//! Host-supplied picker configuration.

use serde::{Deserialize, Serialize};

use crate::consts::DEFAULT_LOCALE_CODE;
use crate::{Bounds, CalendarDate, DateError, LocaleProfile, resolve};

/// Error type for picker configuration.
#[derive(Debug, Clone, PartialEq, Eq, thiserror::Error)]
pub enum ConfigError {
    /// Minimum selectable date is after the maximum.
    #[error("Invalid bounds: min date ({min}) is after max date ({max})")]
    InvertedBounds { min: CalendarDate, max: CalendarDate },

    /// A date in the configuration is invalid.
    #[error(transparent)]
    Date(#[from] DateError),

    /// The configuration document could not be read.
    #[error("Invalid picker configuration: {0}")]
    Malformed(String),
}

/// Static properties of one picker instance.
///
/// Every field is optional in serialized form; missing fields take the
/// values of [`PickerConfig::default`].
#[derive(Debug, Clone, PartialEq, Eq, Serialize, Deserialize)]
#[serde(default, rename_all = "camelCase")]
pub struct PickerConfig {
    pub locale:      String,
    pub min_date:    Option<CalendarDate>,
    pub max_date:    Option<CalendarDate>,
    pub disabled:    bool,
    pub date_format: Option<String>,
    pub label:       Option<String>,
    pub placeholder: Option<String>,
    pub error:       Option<String>,
}

impl Default for PickerConfig {
    fn default() -> Self {
        Self {
            locale:      DEFAULT_LOCALE_CODE.to_owned(),
            min_date:    None,
            max_date:    None,
            disabled:    false,
            date_format: None,
            label:       None,
            placeholder: None,
            error:       None,
        }
    }
}

/// Wire form read by [`PickerConfig::from_json`]; dates stay strings until
/// they are validated.
#[derive(Debug, Default, Deserialize)]
#[serde(default, rename_all = "camelCase")]
struct RawConfig {
    locale:      Option<String>,
    min_date:    Option<String>,
    max_date:    Option<String>,
    disabled:    bool,
    date_format: Option<String>,
    label:       Option<String>,
    placeholder: Option<String>,
    error:       Option<String>,
}

fn parse_bound(value: Option<&str>) -> Result<Option<CalendarDate>, DateError> {
    value.map(str::parse).transpose()
}

impl PickerConfig {
    /// Parses a JSON configuration document and validates it.
    ///
    /// # Errors
    /// Returns `ConfigError::Malformed` for unreadable JSON,
    /// `ConfigError::Date` for a bound that is not a valid `YYYY-MM-DD` date
    /// and `ConfigError::InvertedBounds` for crossed bounds.
    pub fn from_json(json: &str) -> Result<Self, ConfigError> {
        let raw: RawConfig =
            serde_json::from_str(json).map_err(|e| ConfigError::Malformed(e.to_string()))?;
        let config = Self {
            locale:      raw.locale.unwrap_or_else(|| DEFAULT_LOCALE_CODE.to_owned()),
            min_date:    parse_bound(raw.min_date.as_deref())?,
            max_date:    parse_bound(raw.max_date.as_deref())?,
            disabled:    raw.disabled,
            date_format: raw.date_format,
            label:       raw.label,
            placeholder: raw.placeholder,
            error:       raw.error,
        };
        config.validate()?;
        Ok(config)
    }

    /// # Errors
    /// Returns `ConfigError::InvertedBounds` if `min_date > max_date`.
    pub fn validate(&self) -> Result<(), ConfigError> {
        if let (Some(min), Some(max)) = (self.min_date, self.max_date)
            && min > max
        {
            return Err(ConfigError::InvertedBounds { min, max });
        }
        Ok(())
    }

    pub fn profile(&self) -> &'static LocaleProfile {
        resolve(Some(&self.locale))
    }

    pub const fn bounds(&self) -> Bounds {
        Bounds::new(self.min_date, self.max_date)
    }

    /// The display format: the override if set, else `profile`'s.
    pub fn effective_date_format<'a>(&'a self, profile: &'a LocaleProfile) -> &'a str {
        self.date_format.as_deref().unwrap_or(profile.date_format)
    }

    pub fn effective_label<'a>(&'a self, profile: &'a LocaleProfile) -> &'a str {
        self.label.as_deref().unwrap_or(profile.texts.date_label)
    }

    pub fn effective_placeholder<'a>(&'a self, profile: &'a LocaleProfile) -> &'a str {
        self.placeholder
            .as_deref()
            .unwrap_or(profile.texts.date_placeholder)
    }

    pub fn with_locale(mut self, code: impl Into<String>) -> Self {
        self.locale = code.into();
        self
    }

    /// # Errors
    /// Returns `ConfigError::InvertedBounds` if `min > max`.
    pub fn with_bounds(
        mut self,
        min: Option<CalendarDate>,
        max: Option<CalendarDate>,
    ) -> Result<Self, ConfigError> {
        self.min_date = min;
        self.max_date = max;
        self.validate()?;
        Ok(self)
    }

    pub const fn with_disabled(mut self, disabled: bool) -> Self {
        self.disabled = disabled;
        self
    }

    pub fn with_date_format(mut self, pattern: impl Into<String>) -> Self {
        self.date_format = Some(pattern.into());
        self
    }
}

What you are asked to do: Above are the records; reproduce all of them exactly.

Answer for this exercise:
//! Host-supplied picker configuration.

use serde::{Deserialize, Serialize};

use crate::consts::DEFAULT_LOCALE_CODE;
use crate::{Bounds, CalendarDate, DateError, LocaleProfile, resolve};

/// Error type for picker configuration.
#[derive(Debug, Clone, PartialEq, Eq, thiserror::Error)]
pub enum ConfigError {
    /// Minimum selectable date is after the maximum.
    #[error("Invalid bounds: min date ({min}) is after max date ({max})")]
    InvertedBounds { min: CalendarDate, max: CalendarDate },

    /// A date in the configuration is invalid.
    #[error(transparent)]
    Date(#[from] DateError),

    /// The configuration document could not be read.
    #[error("Invalid picker configuration: {0}")]
    Malformed(String),
}

/// Static properties of one picker instance.
///
/// Every field is optional in serialized form; missing fields take the
/// values of [`PickerConfig::default`].
#[derive(Debug, Clone, PartialEq, Eq, Serialize, Deserialize)]
#[serde(default, rename_all = "camelCase")]
pub struct PickerConfig {
    pub locale:      String,
    pub min_date:    Option<CalendarDate>,
    pub max_date:    Option<CalendarDate>,
    pub disabled:    bool,
    pub date_format: Option<String>,
    pub label:       Option<String>,
    pub placeholder: Option<String>,
    pub error:       Option<String>,
}

impl Default for PickerConfig {
    fn default() -> Self {
        Self {
            locale:      DEFAULT_LOCALE_CODE.to_owned(),
            min_date:    None,
            max_date:    None,
            disabled:    false,
            date_format: None,
            label:       None,
            placeholder: None,
            error:       None,
        }
    }
}

/// Wire form read by [`PickerConfig::from_json`]; dates stay strings until
/// they are validated.
#[derive(Debug, Default, Deserialize)]
#[serde(default, rename_all = "camelCase")]
struct RawConfig {
    locale:      Option<String>,
    min_date:    Option<String>,
    max_date:    Option<String>,
    disabled:    bool,
    date_format: Option<String>,
    label:       Option<String>,
    placeholder: Option<String>,
    error:       Option<String>,
}

fn parse_bound(value: Option<&str>) -> Result<Option<CalendarDate>, DateError> {
    value.map(str::parse).transpose()
}

impl PickerConfig {
    /// Parses a JSON configuration document and validates it.
    ///
    /// # Errors
    /// Returns `ConfigError::Malformed` for unreadable JSON,
    /// `ConfigError::Date` for a bound that is not a valid `YYYY-MM-DD` date
    /// and `ConfigError::InvertedBounds` for crossed bounds.
    pub fn from_json(json: &str) -> Result<Self, ConfigError> {
        let raw: RawConfig =
            serde_json::from_str(json).map_err(|e| ConfigError::Malformed(e.to_string()))?;
        let config = Self {
            locale:      raw.locale.unwrap_or_else(|| DEFAULT_LOCALE_CODE.to_owned()),
            min_date:    parse_bound(raw.min_date.as_deref())?,
            max_date:    parse_bound(raw.max_date.as_deref())?,
            disabled:    raw.disabled,
            date_format: raw.date_format,
            label:       raw.label,
            placeholder: raw.placeholder,
            error:       raw.error,
        };
        config.validate()?;
        Ok(config)
    }

    /// # Errors
    /// Returns `ConfigError::InvertedBounds` if `min_date > max_date`.
    pub fn validate(&self) -> Result<(), ConfigError> {
        if let (Some(min), Some(max)) = (self.min_date, self.max_date)
            && min > max
        {
            return Err(ConfigError::InvertedBounds { min, max });
        }
        Ok(())
    }

    pub fn profile(&self) -> &'static LocaleProfile {
        resolve(Some(&self.locale))
    }

    pub const fn bounds(&self) -> Bounds {
        Bounds::new(self.min_date, self.max_date)
    }

    /// The display format: the override if set, else `profile`'s.
    pub fn effective_date_format<'a>(&'a self, profile: &'a LocaleProfile) -> &'a str {
        self.date_format.as_deref().unwrap_or(profile.date_format)
    }

    pub fn effective_label<'a>(&'a self, profile: &'a LocaleProfile) -> &'a str {
        self.label.as_deref().unwrap_or(profile.texts.date_label)
    }

    pub fn effective_placeholder<'a>(&'a self, profile: &'a LocaleProfile) -> &'a str {
        self.placeholder
            .as_deref()
            .unwrap_or(profile.texts.date_placeholder)
    }

    pub fn with_locale(mut self, code: impl Into<String>) -> Self {
        self.locale = code.into();
        self
    }

    /// # Errors
    /// Returns `ConfigError::InvertedBounds` if `min > max`.
    pub fn with_bounds(
        mut self,
        min: Option<CalendarDate>,
        max: Option<CalendarDate>,
    ) -> Result<Self, ConfigError> {
        self.min_date = min;
        self.max_date = max;
        self.validate()?;
        Ok(self)
    }

    pub const fn with_disabled(mut self, disabled: bool) -> Self {
        self.disabled = disabled;
        self
    }

    pub fn with_date_format(mut self, pattern: impl Into<String>) -> Self {
        self.date_format = Some(pattern.into());
        self
    }
}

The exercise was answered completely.